Second, Sony's sales grew to significant levels before RCA and its competitors felt any threat. The painlessness of Sony's attack persisted even after its products improved to become performance-competitive with low-end vacuum tube-based products.

When Sony started to pull the least-attractive customers from the original value network into its new one, losing those who bought their lowest-margin products actually felt good to vacuum tube-based appliance makers. They were immersed in an aggressive up-market foray of their own into color television.

These were large, complicated machines that sold for very attractive margins in their original value network. As a result, the vacuum tube companies' profit margins actually improved as they were disrupted. There simply was no crisis to prompt them to counterattack Sony.

When the crisis became clear, the vacuum tube product makers couldn't just switch to the new technology and pull customers back into their old business model, because the cost structure of that model and of their distribution and sales channels was not competitive.

The only way they could have retained or recaptured their customers would have been to reposition their companies in the new value network. That would have entailed, among other restructurings, shifting to a completely different channel of distribution.

Vacuum tube-based appliances were sold through appliance stores that made most of their profits replacing burned-out vacuum tubes in the products they had sold. Appliance stores couldn't make money selling solid-state televisions and radios, because they didn't have vacuum tubes that would burn out. Sony and the other vendors of transistor-based products therefore had to create a new channel in their new value network.

These were chain stores such as FW Woolworth and discount retailers such as Korvettes and Kmart, which themselves had been "nonvendors"--they hadn't been able to sell radios and televisions, because they had lacked the ability to service burned-out vacuum tubes.
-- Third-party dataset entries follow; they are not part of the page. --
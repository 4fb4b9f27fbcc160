use ratatui::style::{Color, Modifier, Style};

use crate::timer::TimerMode;

// Centralized dashboard colors.

pub fn accent() -> Color {
    Color::Rgb(200, 100, 0)
}

pub fn status_bar() -> Style {
    Style::default().bg(Color::DarkGray).fg(Color::White)
}

pub fn header(focused: bool) -> Style {
    if focused {
        Style::default()
            .bg(Color::Blue)
            .fg(Color::White)
            .add_modifier(Modifier::BOLD)
    } else {
        Style::default().bg(Color::DarkGray).fg(Color::White)
    }
}

pub fn border(focused: bool) -> Style {
    if focused {
        Style::default().fg(Color::Blue)
    } else {
        Style::default().fg(Color::DarkGray)
    }
}

pub fn body() -> Style {
    Style::default().fg(Color::Gray)
}

pub fn dim() -> Style {
    Style::default().fg(Color::DarkGray)
}

pub fn chip() -> Style {
    Style::default().bg(Color::Gray).fg(Color::Black)
}

pub fn dock_item() -> Style {
    Style::default().fg(Color::White)
}

pub fn dock_key() -> Style {
    Style::default().fg(accent()).add_modifier(Modifier::BOLD)
}

pub fn timer(mode: TimerMode, active: bool) -> Style {
    let base = match mode {
        TimerMode::Work => Style::default().fg(Color::LightRed),
        TimerMode::Break => Style::default().fg(Color::LightGreen),
    };
    let base = base.bg(Color::DarkGray);
    if active {
        base.add_modifier(Modifier::BOLD)
    } else {
        base
    }
}

pub fn dialog_bg() -> Color {
    Color::Black
}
When RCA and its vacuum tube cohort finally started making solid-state products and turned to the discount channel for distribution, they found that the shelf space had already been claimed.

The punishing thing about this outcome, of course, is that RCA and its colleagues didn't fail because they didn't invest aggressively in new technology. They failed because they tried to cram the disruption into the largest and most obvious market, which was filled with customers whose business could only be won by selling them a product that was better in performance or less expensive than they already were using.